Amines and carboxylic acids have been recognized as important precursor species in atmospheric new particle formation. In this study, the interaction between dimethylamine and succinic acid is investigated using Basin Paving Monte Carlo (BPMC) sampling with the classical force field to obtain low energy conformers of dimethylamine and succinic acid hydrated molecular clusters. Geometry optimization and frequency calculations are further performed on the basis of the BPMC results using density functional theory. At standard temperature and pressure, dimethylamine binds to succinic acid with a bonding energy of 14.2 kcal mol(-1), smaller than that of dimethylamine with sulfuric acid (21.1 kcal mol(-1)).
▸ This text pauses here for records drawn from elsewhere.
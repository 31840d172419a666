//! `MS-CV` correlation vector sent with every XAL request.

// std
use std::sync::atomic::{AtomicU32, Ordering};
// crates.io
use base64::{Engine as _, engine::general_purpose::STANDARD_NO_PAD};
use rand::RngCore;
// self
use crate::_prelude::*;

/// Header carrying the correlation vector.
pub const CORRELATION_HEADER: &str = "MS-CV";

const BASE_BYTES: usize = 16;

/// Correlation vector of the form `<base>.<counter>`.
///
/// The base is 22 characters of base64 drawn once per vector. The counter starts at zero and
/// moves forward with [`increment`](Self::increment).
#[derive(Debug)]
pub struct CorrelationVector {
	base: String,
	counter: AtomicU32,
}
impl CorrelationVector {
	/// Draws a fresh random base.
	pub fn new() -> Self {
		let mut bytes = [0_u8; BASE_BYTES];

		rand::rng().fill_bytes(&mut bytes);

		Self::with_base(STANDARD_NO_PAD.encode(bytes))
	}

	/// Starts a vector on a known base.
	pub fn with_base(base: impl Into<String>) -> Self {
		Self { base: base.into(), counter: AtomicU32::new(0) }
	}

	/// Base shared by every value of this vector.
	pub fn base(&self) -> &str {
		&self.base
	}

	/// Current value without advancing the counter.
	pub fn value(&self) -> String {
		format!("{}.{}", self.base, self.counter.load(Ordering::Acquire))
	}

	/// Advances the counter and returns the new value.
	pub fn increment(&self) -> String {
		let next = self.counter.fetch_add(1, Ordering::AcqRel).wrapping_add(1);

		format!("{}.{next}", self.base)
	}
}
impl Default for CorrelationVector {
	fn default() -> Self {
		Self::new()
	}
}
impl Display for CorrelationVector {
	fn fmt(&self, f: &mut Formatter) -> FmtResult {
		f.write_str(&self.value())
	}
}

#[cfg(test)]
mod tests {
	// self
	use super::*;

	#[test]
	fn random_base_is_twenty_two_characters() {
		let cv = CorrelationVector::new();

		assert_eq!(cv.base().len(), 22);
		assert_eq!(cv.value(), format!("{}.0", cv.base()));
		assert_ne!(cv.base(), CorrelationVector::new().base());
	}

	#[test]
	fn increment_advances_the_counter() {
		let cv = CorrelationVector::with_base("tul+fx5+Ka0m6OlLZSnSag");

		assert_eq!(cv.increment(), "tul+fx5+Ka0m6OlLZSnSag.1");
		assert_eq!(cv.increment(), "tul+fx5+Ka0m6OlLZSnSag.2");
		assert_eq!(cv.to_string(), "tul+fx5+Ka0m6OlLZSnSag.2");
	}
}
Hydration promotes proton transfer from succinic acid to dimethylamine and consequently increases the interaction strength, while proton transfer from sulfuric acid to dimethylamine occurs without hydration. On the other hand, the reactivity of sulfuric acid with dimethylamine decreases with the degree of hydration of sulfuric acid. The free energies of formation for hydrated clusters consisting of dimethylamine and succinic acid reveal that the interaction between amines and dicarboxylic acids likely exerts a synergetic effect on atmospheric aerosol nucleation by formation of aminium carboxylate ion pairs.